(RECORDS SUPPLIED)

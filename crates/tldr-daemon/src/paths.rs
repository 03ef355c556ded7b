//! Deterministic per-project paths (C9): every file the daemon needs to find
//! again after a restart, or that a second invocation needs to find to
//! detect the first one, is derived from the project's absolute path so no
//! separate registry of "which daemon owns which project" is needed.

use std::path::{Path, PathBuf};

use md5::{Digest, Md5};

/// First 8 hex characters of the MD5 digest of the project's absolute path.
/// Collisions are possible but inconsequential: a collision just means two
/// unrelated projects would contend for the same lock, which fails safe
/// (the second one refuses to start) rather than corrupting anything.
pub fn project_hash(project_root: &Path) -> String {
    let absolute = project_root
        .canonicalize()
        .unwrap_or_else(|_| project_root.to_path_buf());
    let mut hasher = Md5::new();
    hasher.update(absolute.to_string_lossy().as_bytes());
    let digest = hasher.finalize();
    digest.iter().take(4).map(|b| format!("{b:02x}")).collect()
}

/// `49152 + (int(hash8, 16) % 10000)`, the Windows TCP port formula from the
/// cross-platform listen scenario.
pub fn ephemeral_port(hash8: &str) -> u16 {
    let value = u32::from_str_radix(hash8, 16).unwrap_or(0);
    49152 + (value % 10000) as u16
}

pub struct ProjectPaths {
    pub project_root: PathBuf,
    pub hash: String,
    tmp_dir: PathBuf,
    project_state_dir: PathBuf,
}

impl ProjectPaths {
    pub fn new(project_root: impl Into<PathBuf>) -> Self {
        let project_root = project_root.into();
        let hash = project_hash(&project_root);
        let tmp_dir = std::env::temp_dir().join("tldr");
        let project_state_dir = project_root.join(".tldr");
        Self { project_root, hash, tmp_dir, project_state_dir }
    }

    pub fn tmp_dir(&self) -> &Path {
        &self.tmp_dir
    }

    /// `<project>/.tldr`, where persisted caches, the PID file, and the
    /// status file live.
    pub fn state_dir(&self) -> &Path {
        &self.project_state_dir
    }

    /// The advisory lock file's deterministic path, namespaced under the
    /// per-user tmp directory rather than inside the project itself, so a
    /// project directory that's deleted and recreated doesn't resurrect a
    /// stale lock.
    pub fn lock_path(&self) -> PathBuf {
        self.tmp_dir.join(format!("tldr-{}.lock", self.hash))
    }

    /// `<tmp>/tldr-<hash8>.sock` on POSIX, per the cross-platform listen
    /// scenario.
    pub fn socket_path(&self) -> PathBuf {
        self.tmp_dir.join(format!("tldr-{}.sock", self.hash))
    }

    pub fn tcp_port(&self) -> u16 {
        ephemeral_port(&self.hash)
    }

    pub fn pid_file(&self) -> PathBuf {
        self.project_state_dir.join("daemon.pid")
    }

    pub fn status_file(&self) -> PathBuf {
        self.project_state_dir.join("status")
    }

    pub fn call_graph_cache_file(&self) -> PathBuf {
        self.project_state_dir.join("cache").join("call_graph.json")
    }

    pub fn semantic_metadata_file(&self) -> PathBuf {
        self.project_state_dir.join("cache").join("semantic").join("metadata.json")
    }

    pub fn content_hash_index_file(&self) -> PathBuf {
        self.project_state_dir.join("cache").join("content_hashes.json")
    }

    pub fn durable_partitions_dir(&self) -> PathBuf {
        self.project_state_dir.join("durable")
    }

    pub fn volatile_partition_file(&self) -> PathBuf {
        self.project_state_dir.join("volatile.json")
    }
}

/// `pkg` encoded by `/` -> `__`, `@` -> `_at_`, as the manifest for durable
/// partition files requires.
pub fn encode_package_key(package_key: &str) -> String {
    package_key.replace('@', "_at_").replace('/', "__")
}

#[cfg(test)]
mod tests {
    use super::*;

    #[test]
    fn test_project_hash_is_deterministic_and_8_hex_chars() {
        let a = project_hash(Path::new("/tmp/does-not-exist-project-a"));
        let b = project_hash(Path::new("/tmp/does-not-exist-project-a"));
        assert_eq!(a, b);
        assert_eq!(a.len(), 8);
        assert!(a.chars().all(|c| c.is_ascii_hexdigit()));
    }

    #[test]
    fn test_different_projects_hash_differently() {
        let a = project_hash(Path::new("/tmp/project-a"));
        let b = project_hash(Path::new("/tmp/project-b"));
        assert_ne!(a, b);
    }

    #[test]
    fn test_ephemeral_port_within_expected_range() {
        let port = ephemeral_port("00000000");
        assert_eq!(port, 49152);
        let port = ephemeral_port("ffffffff");
        assert!((49152..59152).contains(&port));
    }

    #[test]
    fn test_encode_package_key_replaces_scope_and_slash() {
        assert_eq!(encode_package_key("@types/react"), "_at_types__react");
        assert_eq!(encode_package_key("github.com/pkg/errors"), "github.com__pkg__errors");
    }
}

(End RECORDS SUPPLIED)

■ **WHAT THE TASK ASKS**
Could you work out how many lines in the records include "needs"? Answer with the number only.

■ **SOLUTION TO THIS PROBLEM**
2